While structured learning methods require instruction and follow specially designed learning programs and curriculums, unstructured learning methods are more free-form. They assume that self-directed knowledge-sharing is constantly happening via person-to-person interactions and conversations.

Back when we worked from physical offices, it was easier to engage in this kind of informal learning. By simply conversing with co-workers in the office, employees could share knowledge. Or, through regular networking events or coffee dates, people could learn through discussions and shared experiences.

But now that teams are disparately located, all of this has changed. In-person conversations have been moved over to video conference calls, Slack or smartphones. This makes it more challenging to encourage unstructured learning, but not impossible: Look for the ways employees seek out human connection and capitalize on them. For example, before a team meeting, ask your employees to listen to a podcast that discusses an ongoing issue in your company's industry, or take a course to understand unconscious bias in the workplace. Then use part of the meeting to discuss everyone's thoughts.

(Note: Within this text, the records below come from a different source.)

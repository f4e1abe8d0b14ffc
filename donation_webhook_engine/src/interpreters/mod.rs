//! Interpreter contracts.
//!
//! An interpreter is a per-gateway adapter that has already parsed a raw webhook payload and exposes it through a
//! fixed, gateway-agnostic vocabulary of pure query operations. Every accessor returns a value or `None`; an
//! interpreter never fails for a "not applicable" case. Entity resolution (matching a payload to a donation or
//! subscription record) happens while the interpreter is being built by its receiver, so that these accessors stay
//! synchronous and cheap.
//!
//! Isolating payload semantics behind this trait pair is what keeps the processors gateway-agnostic: supporting a new
//! payment gateway means writing a new interpreter (and receiver), nothing else.
use std::collections::HashMap;

use dwg_common::Money;

use crate::db_types::{Donation, DonationStatus, EventType, RecurringDonation, SubscriptionStatus};

/// The query vocabulary for donation webhooks.
pub trait DonationInterpreter: Send + Sync {
    /// The canonical event tag used for dispatch. Always present.
    fn event_type(&self) -> EventType;

    /// The donation this event was matched to, or `None` if the payload could not be matched.
    fn donation(&self) -> Option<Donation>;

    fn refund_amount(&self) -> Option<Money> {
        None
    }

    fn refund_log_message(&self) -> Option<String> {
        None
    }

    /// The donation status carried by the payload, for `updated_donation` events.
    fn donation_status(&self) -> Option<DonationStatus> {
        None
    }

    fn gateway_transaction_id(&self) -> Option<String> {
        None
    }

    fn gateway_transaction_url(&self) -> Option<String> {
        None
    }

    /// Human-readable messages to append to the entity's audit log, in order. Each call produces the sequence afresh.
    fn logs(&self) -> Vec<String> {
        Vec::new()
    }

    /// Metadata entries to persist verbatim against the donation. Insertion order is irrelevant; the store applies
    /// overwrite semantics per key.
    fn meta(&self) -> HashMap<String, String> {
        HashMap::new()
    }

    /// Optional override of the response message the processor would otherwise send.
    fn response_message(&self) -> Option<String> {
        None
    }

    /// Optional override of the response status the processor would otherwise send.
    fn response_status(&self) -> Option<u16> {
        None
    }
}

/// The query vocabulary for subscription webhooks.
pub trait SubscriptionInterpreter: DonationInterpreter {
    /// The recurring donation this event was matched to, or `None` if the payload could not be matched.
    fn recurring_donation(&self) -> Option<RecurringDonation>;

    /// True if this event represents a renewal charge, which may have no pre-existing donation attached.
    fn is_renewal(&self) -> bool {
        false
    }

    fn gateway_subscription_id(&self) -> Option<String> {
        None
    }

    fn gateway_subscription_url(&self) -> Option<String> {
        None
    }

    fn subscription_status(&self) -> Option<SubscriptionStatus> {
        None
    }
}
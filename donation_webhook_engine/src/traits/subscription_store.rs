use async_trait::async_trait;

use crate::{
    db_types::{Donation, DonationStatus, RecurringDonation, SubscriptionId},
    traits::{DonationStore, StoreError},
};

/// Recurring-donation behaviour on top of [`DonationStore`].
#[async_trait]
pub trait SubscriptionStore: DonationStore {
    async fn fetch_subscription(&self, id: SubscriptionId) -> Result<Option<RecurringDonation>, StoreError>;

    /// Look up a subscription by the identifier the gateway assigned to it.
    async fn fetch_subscription_by_gateway_id(&self, gw_id: &str)
        -> Result<Option<RecurringDonation>, StoreError>;

    /// Materialise a new donation from the subscription, with the given initial status. This is the only path by
    /// which the engine causes a donation to come into existence.
    async fn create_renewal_donation(
        &self,
        subscription: &RecurringDonation,
        status: DonationStatus,
    ) -> Result<Donation, StoreError>;

    /// Activate the subscription (mark it renewed). Returns the updated record.
    async fn renew_subscription(&self, id: SubscriptionId) -> Result<RecurringDonation, StoreError>;

    async fn set_gateway_subscription_id(&self, id: SubscriptionId, gw_id: &str) -> Result<(), StoreError>;

    /// Write a metadata entry against the subscription. Same overwrite semantics as donation meta.
    async fn set_subscription_meta(&self, id: SubscriptionId, key: &str, value: &str) -> Result<(), StoreError>;

    /// Append a message to the subscription's own audit log.
    async fn add_subscription_log(&self, id: SubscriptionId, message: &str) -> Result<(), StoreError>;
}
#[cfg(test)]
mod test {
    use std::sync::{
        atomic::{AtomicBool, Ordering},
        Arc,
    };

    use dwg_common::Money;

    use super::*;
    use crate::{
        helpers::GATEWAY_TRANSACTION_URL_KEY,
        test_utils::StubInterpreter,
        MemoryStore,
    };

    fn store_with_donation(id: i64, status: DonationStatus) -> MemoryStore {
        let store = MemoryStore::new();
        store.seed_donation(Donation::new(DonationId(id), status, Money::from(2500)));
        store
    }

    #[tokio::test]
    async fn completed_payment_updates_status_meta_and_logs() {
        let _ = env_logger::try_init().ok();
        let store = store_with_donation(42, DonationStatus::Pending);
        let interpreter = StubInterpreter::new(EventType::CompletedPayment)
            .with_donation(store.donation(DonationId(42)).unwrap())
            .with_transaction("ch_1", "https://dashboard.stripe.com/payments/ch_1")
            .with_log("Payment confirmed by gateway.")
            .with_log("Second entry.")
            .with_meta("_stripe_event_id", "evt_9");
        let mut processor = DonationProcessor::new(store.clone(), interpreter);
        let processed = processor.run(&WebhookHooks::default()).await;
        assert!(processed);
        let donation = store.donation(DonationId(42)).unwrap();
        assert_eq!(donation.status, DonationStatus::Completed);
        assert_eq!(donation.gateway_transaction_id.as_deref(), Some("ch_1"));
        assert_eq!(
            store.donation_logs(DonationId(42)),
            vec!["Payment confirmed by gateway.".to_string(), "Second entry.".to_string()]
        );
        let meta = store.donation_meta(DonationId(42));
        assert_eq!(meta.get("_stripe_event_id").map(String::as_str), Some("evt_9"));
        assert_eq!(
            meta.get(GATEWAY_TRANSACTION_URL_KEY).map(String::as_str),
            Some("https://dashboard.stripe.com/payments/ch_1")
        );
        assert_eq!(processor.response(), Some(&WebhookResponse::ok(MSG_COMPLETED)));
    }

    #[tokio::test]
    async fn refund_applies_amount_and_message() {
        let store = store_with_donation(7, DonationStatus::Completed);
        let interpreter = StubInterpreter::new(EventType::Refund)
            .with_donation(store.donation(DonationId(7)).unwrap())
            .with_refund(Money::from(1200), "Refunded 12.00 via Stripe.");
        let mut processor = DonationProcessor::new(store.clone(), interpreter);
        assert!(processor.run(&WebhookHooks::default()).await);
        let refunds = store.refunds(DonationId(7));
        assert_eq!(refunds, vec![(Money::from(1200), "Refunded 12.00 via Stripe.".to_string())]);
        assert_eq!(processor.response(), Some(&WebhookResponse::ok(MSG_REFUND)));
    }

    #[tokio::test]
    async fn failed_and_cancelled_events_set_status() {
        for (event, status, message) in [
            (EventType::FailedPayment, DonationStatus::Failed, MSG_FAILED),
            (EventType::Cancellation, DonationStatus::Cancelled, MSG_CANCELLED),
        ] {
            let store = store_with_donation(1, DonationStatus::Pending);
            let interpreter =
                StubInterpreter::new(event).with_donation(store.donation(DonationId(1)).unwrap());
            let mut processor = DonationProcessor::new(store.clone(), interpreter);
            assert!(processor.run(&WebhookHooks::default()).await);
            assert_eq!(store.donation(DonationId(1)).unwrap().status, status);
            assert_eq!(processor.response(), Some(&WebhookResponse::ok(message)));
        }
    }

    #[tokio::test]
    async fn updated_donation_only_writes_on_change() {
        // The store has no donation record, so any status write would fail the run. An unchanged status must
        // therefore succeed without touching the store at all.
        let store = MemoryStore::new();
        let donation = Donation::new(DonationId(3), DonationStatus::Completed, Money::from(2500));
        let interpreter = StubInterpreter::new(EventType::UpdatedDonation)
            .with_donation(donation.clone())
            .with_donation_status(DonationStatus::Completed);
        let mut processor = DonationProcessor::new(store.clone(), interpreter);
        assert!(processor.run(&WebhookHooks::default()).await);
        assert_eq!(processor.response(), Some(&WebhookResponse::ok(MSG_UPDATED)));

        // Different status: the caller-supplied status is applied.
        let store = store_with_donation(3, DonationStatus::Completed);
        let interpreter = StubInterpreter::new(EventType::UpdatedDonation)
            .with_donation(store.donation(DonationId(3)).unwrap())
            .with_donation_status(DonationStatus::Cancelled);
        let mut processor = DonationProcessor::new(store.clone(), interpreter);
        assert!(processor.run(&WebhookHooks::default()).await);
        assert_eq!(store.donation(DonationId(3)).unwrap().status, DonationStatus::Cancelled);
    }

    #[tokio::test]
    async fn unmatched_donation_short_circuits_without_mutation() {
        let store = MemoryStore::new();
        let interpreter = StubInterpreter::new(EventType::CompletedPayment);
        let mut processor = DonationProcessor::new(store.clone(), interpreter);
        let processed = processor.run(&WebhookHooks::default()).await;
        assert!(!processed);
        assert_eq!(store.donation_count(), 0);
        assert_eq!(processor.response(), Some(&WebhookResponse::ok(MSG_DONATION_NOT_MATCHED)));
    }

    #[tokio::test]
    async fn interpreter_overrides_take_precedence_independently() {
        // Message override only.
        let store = store_with_donation(1, DonationStatus::Pending);
        let interpreter = StubInterpreter::new(EventType::CompletedPayment)
            .with_donation(store.donation(DonationId(1)).unwrap())
            .with_response_message("All good over here.");
        let mut processor = DonationProcessor::new(store.clone(), interpreter);
        assert!(processor.run(&WebhookHooks::default()).await);
        assert_eq!(processor.response(), Some(&WebhookResponse::ok("All good over here.")));

        // Status override only.
        let interpreter = StubInterpreter::new(EventType::CompletedPayment)
            .with_donation(store.donation(DonationId(1)).unwrap())
            .with_response_status(202);
        let mut processor = DonationProcessor::new(store.clone(), interpreter);
        assert!(processor.run(&WebhookHooks::default()).await);
        assert_eq!(processor.response(), Some(&WebhookResponse::new(202, MSG_COMPLETED)));

        // An empty message override does not shadow the default.
        let interpreter = StubInterpreter::new(EventType::CompletedPayment)
            .with_donation(store.donation(DonationId(1)).unwrap())
            .with_response_message("");
        let mut processor = DonationProcessor::new(store.clone(), interpreter);
        assert!(processor.run(&WebhookHooks::default()).await);
        assert_eq!(processor.response(), Some(&WebhookResponse::ok(MSG_COMPLETED)));
    }

    #[tokio::test]
    async fn unmapped_event_goes_to_the_fallback_hook() {
        let store = store_with_donation(5, DonationStatus::Pending);
        let interpreter = StubInterpreter::new(EventType::Other("charge.disputed".to_string()))
            .with_donation(store.donation(DonationId(5)).unwrap());

        // No hook registered: not processed, explicit default response.
        let mut processor = DonationProcessor::new(store.clone(), interpreter.clone());
        assert!(!processor.run(&WebhookHooks::default()).await);
        assert_eq!(processor.response(), Some(&WebhookResponse::ok(MSG_DONATION_NOT_HANDLED)));

        // Hook claims the event.
        let seen = Arc::new(AtomicBool::new(false));
        let seen_clone = Arc::clone(&seen);
        let mut hooks = WebhookHooks::default();
        hooks.on_unhandled_donation_event(move |handled, donation, interpreter| {
            assert!(!handled);
            assert_eq!(donation.id, DonationId(5));
            assert_eq!(interpreter.event_type(), EventType::Other("charge.disputed".to_string()));
            seen_clone.store(true, Ordering::SeqCst);
            true
        });
        let mut processor = DonationProcessor::new(store.clone(), interpreter);
        assert!(processor.run(&hooks).await);
        assert!(seen.load(Ordering::SeqCst));
        assert_eq!(processor.response(), Some(&WebhookResponse::ok(MSG_DONATION_EXTENSION_HANDLED)));
    }

    #[tokio::test]
    async fn store_failures_surface_as_internal_errors() {
        // The interpreter resolved a donation that the store no longer has.
        let store = MemoryStore::new();
        let ghost = Donation::new(DonationId(99), DonationStatus::Pending, Money::from(100));
        let interpreter = StubInterpreter::new(EventType::CompletedPayment).with_donation(ghost);
        let mut processor = DonationProcessor::new(store.clone(), interpreter);
        assert!(!processor.run(&WebhookHooks::default()).await);
        assert_eq!(processor.response(), Some(&WebhookResponse::new(500, MSG_DONATION_INTERNAL_ERROR)));
    }
}
//! The webhook state machines.
//!
//! A processor takes an interpreter's canonical view of one gateway event and drives the donation / subscription
//! state machine against a backing store, producing exactly one [`WebhookResponse`] per run. Processors are
//! stateless across requests; each request gets a freshly built processor from its receiver.
//!
//! [`SubscriptionProcessor`] composes a [`DonationProcessor`] for the event types the two share, rather than
//! inheriting from it.
mod donation;
mod subscription;

use async_trait::async_trait;
pub use donation::DonationProcessor;
pub use subscription::SubscriptionProcessor;

use crate::hooks::WebhookHooks;

pub const MSG_DONATION_NOT_MATCHED: &str = "Donation Webhook: Event could not be matched to a valid donation.";
pub const MSG_REFUND: &str = "Donation Webhook: Refund processed";
pub const MSG_FAILED: &str = "Donation Webhook: Donation marked as failed.";
pub const MSG_COMPLETED: &str = "Donation Webhook: Completed payment processed.";
pub const MSG_CANCELLED: &str = "Donation Webhook: Donation cancelled.";
pub const MSG_UPDATED: &str = "Donation Webhook: Donation updated.";
pub const MSG_DONATION_EXTENSION_HANDLED: &str = "Donation Webhook: Event was handled by an extension.";
pub const MSG_DONATION_NOT_HANDLED: &str = "Donation Webhook: Event was not handled.";
pub const MSG_DONATION_INTERNAL_ERROR: &str = "Donation Webhook: Internal error while processing event.";

pub const MSG_SUBSCRIPTION_NOT_MATCHED: &str =
    "Subscription Webhook: Event could not be matched to a valid subscription.";
pub const MSG_SUBSCRIPTION_DONATION_NOT_MATCHED: &str =
    "Subscription Webhook: Event could not be matched to a valid donation.";
pub const MSG_RENEWAL: &str = "Subscription Webhook: Renewal processed";
pub const MSG_FIRST_PAYMENT: &str = "Subscription Webhook: First payment processed";
pub const MSG_SUBSCRIPTION_EXTENSION_HANDLED: &str = "Subscription Webhook: Event was handled by an extension.";
pub const MSG_SUBSCRIPTION_NOT_HANDLED: &str = "Subscription Webhook: Event was not handled.";
pub const MSG_SUBSCRIPTION_INTERNAL_ERROR: &str = "Subscription Webhook: Internal error while processing event.";

/// Object-safe face of a processor, as seen by the dispatch entrypoint.
#[async_trait]
pub trait WebhookProcessor: Send {
    /// Run the state machine. Returns true if the event was processed by a built-in handler or claimed by an
    /// extension hook. The response descriptor is always set when this returns.
    async fn process(&mut self, hooks: &WebhookHooks) -> bool;

    fn response_status(&self) -> u16;

    fn response_message(&self) -> String;
}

Managers Should Take A Cue From Social Media Influencers

In response to Covid-19's negative and fast-acting effects on today's business landscape, many companies are becoming flatter. They're looking to remove unnecessary red tape and speed up decision-making by making their leadership structures less rigid. When job titles mean less, teams become more nimble and empowered, and therefore can react to change more quickly.

What's more, flattening leadership teams is an effective and less expensive way to boost L&D initiatives. By asking more employees to operate with influence, companies can create more effective learning opportunities. In fact, one study found that the five most influential people in a workforce are able to reach double the amount of people a five-person leadership team can.

Begin by locating internal influencers. These employees demonstrate leadership capabilities or certain skill sets — technical, soft or otherwise — that are lacking from much of a workforce. Companies need to locate these individuals and invest in them: Ask them to mentor up-and-coming employees or set up virtual shadowing sessions where they discuss their job responsibilities and team goals with new hires.

Right now, deciding to invest some time and money into employees' learning is the more difficult decision — but it's overall the better one. By investing in workers' personal development, companies are setting themselves up for a more loyal and engaged workforce that's willing to work through the difficult conditions in the current moment.